Every time you receive your pay, name that earning and control where it should go. There are months that like us, you will fail to stick on the budget, don’t quit and say “magulo nanaman this month, wag nalang nga magbudgeting na yan!” remember, financial freedom is a journey not a one time event, kaya natin ito! keep going! 

  • Start an emergency fund 

What’s your greatest fear as freelancer or small business owner? I’m sure like us, that’s when you face lean season. In almost 8 years of being a small biz owner and my husband as a freelancer, in a year, there are month/s of “low earnings”

So the key is really to save for those lean seasons by having an emergency fund -an emergency fund is atleast 3 months of your average earnings, to cover life’s “emergencies” like health issues, work goes off-season, and other unexpected expenses. As most financial experts advised, it should be withdrawable anytime, we cannot use our emergency fund to invest in stock market, because what if the market is low? and you need the money right that very day. It should be in a savings account.
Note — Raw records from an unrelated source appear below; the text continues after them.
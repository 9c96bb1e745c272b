//! Types produced by the shell splitter and consumed by the guards.

/// Shell operator separating consecutive pipeline segments.
#[derive(Debug, Clone, Copy, PartialEq, Eq)]
pub enum Operator {
    /// `&&` — run next only if previous succeeded
    And,
    /// `||` — run next only if previous failed
    Or,
    /// `;` or a newline — run next unconditionally
    Semi,
    /// `|` — pipe stdout
    Pipe,
    /// `|&` — pipe stdout+stderr
    PipeErr,
    /// `&` — run previous in the background
    Background,
}

impl Operator {
    /// `&&`, `||` and `;` sequence commands in the current shell; pipes
    /// and `&` run their neighbours in subshells.
    pub fn is_chain(&self) -> bool {
        matches!(self, Operator::And | Operator::Or | Operator::Semi)
    }
}

/// A single command within a compound command line.
#[derive(Debug, Clone, PartialEq, Eq)]
pub struct ShellSegment {
    /// Trimmed command text, quotes intact.
    pub command: String,
    /// Operator that introduced this segment; `None` for the first one.
    pub preceded_by: Option<Operator>,
}

impl ShellSegment {
    /// Whether this segment starts the line or directly follows `&&`, `||` or `;`.
    pub fn starts_chain_step(&self) -> bool {
        self.preceded_by.is_none_or(|op| op.is_chain())
    }
}

/// A compound command decomposed into segments.
///
/// For `a && b | c` there are three segments; the second is preceded by
/// `&&` and the third by `|`.
#[derive(Debug, Clone, Default)]
pub struct ParsedPipeline {
    pub segments: Vec<ShellSegment>,
}
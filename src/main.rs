//! # Meditation Server - Entry Point
//! src/main.rs
//!
//! Punto de entrada del servidor de archivos del reproductor de música
//! de meditación.
//!
//! Ejecutar sin argumentos hace la secuencia completa: buscar un puerto
//! libre desde el 8000, enlazar el servidor, imprimir las URLs de prueba
//! y abrir el navegador.

use meditation_server::browser;
use meditation_server::config::Config;
use meditation_server::server::Server;
use std::time::Duration;

fn main() {
    println!("=================================");
    println!("  Meditation Music Server");
    println!("=================================\n");

    // Crear configuración (por defecto, CLI o desde env)
    let config = Config::new();

    if let Err(e) = config.validate() {
        eprintln!("💥 Configuración inválida: {}", e);
        std::process::exit(1);
    }

    println!("🔍 Buscando un puerto disponible desde el {}...", config.port);

    // Enlazar el servidor (el bind real decide el puerto definitivo)
    let server = match Server::bind(&config) {
        Ok(server) => server,
        Err(e) => {
            eprintln!("💥 Error fatal: {}", e);
            std::process::exit(1);
        }
    };

    // Ctrl+C: detener el loop de accept y salir limpio
    let trigger = server.shutdown_trigger();
    if let Err(e) = ctrlc::set_handler(move || {
        println!("\n⏹️  Deteniendo el servidor...");
        trigger.trigger();
    }) {
        eprintln!("⚠️  No se pudo instalar el handler de Ctrl+C: {}", e);
    }

    // Abrir el navegador apuntando al reproductor, sin bloquear el loop
    if !config.no_browser {
        let url = format!("http://localhost:{}/meditation.html", server.port());
        browser::launch_after(url, Duration::from_secs(config.browser_delay_secs));
    }

    // Iniciar el servidor (esto bloqueará el thread hasta el shutdown)
    if let Err(e) = server.run() {
        eprintln!("💥 Error fatal: {}", e);
        std::process::exit(1);
    }
}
  • Have an “anti-salary shock” fund

This works in our family, since our main problem is the inconsistent income flow, we’ve tried saving for an “anti-salary shock” fund, this is where we get fund during months that we do not have enough income from our project-based gigs, so we will not drain our savings or withdraw investments and get from emergency fund to cover the month’s expenses. We started with 1 month of equivalent earnings. That’s where we get additional funding for our month’s expenses because most of our work gets paid after a month of production.

  • Proper Priorities

As Mr.Francis Kong said, “Check a person’s check book and his schedule, you’ll know his priorities in life”

Being freelancers, it may be a bit challenging for us to manage our finances, but keeping our priorities in life clear will save us from a lot of financial stress, giving back to God is our number 1 priority, saving for our future or as financial advisors call it “pay yourself first” by investing in Insurance and Investment plans is second, then followed by our needs like food, shelter and so on… During the low project season, we should prioritize our fix expenses and adjust on areas that are controllable like food, electricity recreation and transportation expense.

 

Being freelancers, helped us trust God’s grace in our life, we do not have a regular income flow, we do not have a big business, but His Grace is sufficient everyday. All we have to do is to be faithful stewards of what He has entrusted us.

 

As a freelancer, do you also have any money management hacks? Feel free to share it with us.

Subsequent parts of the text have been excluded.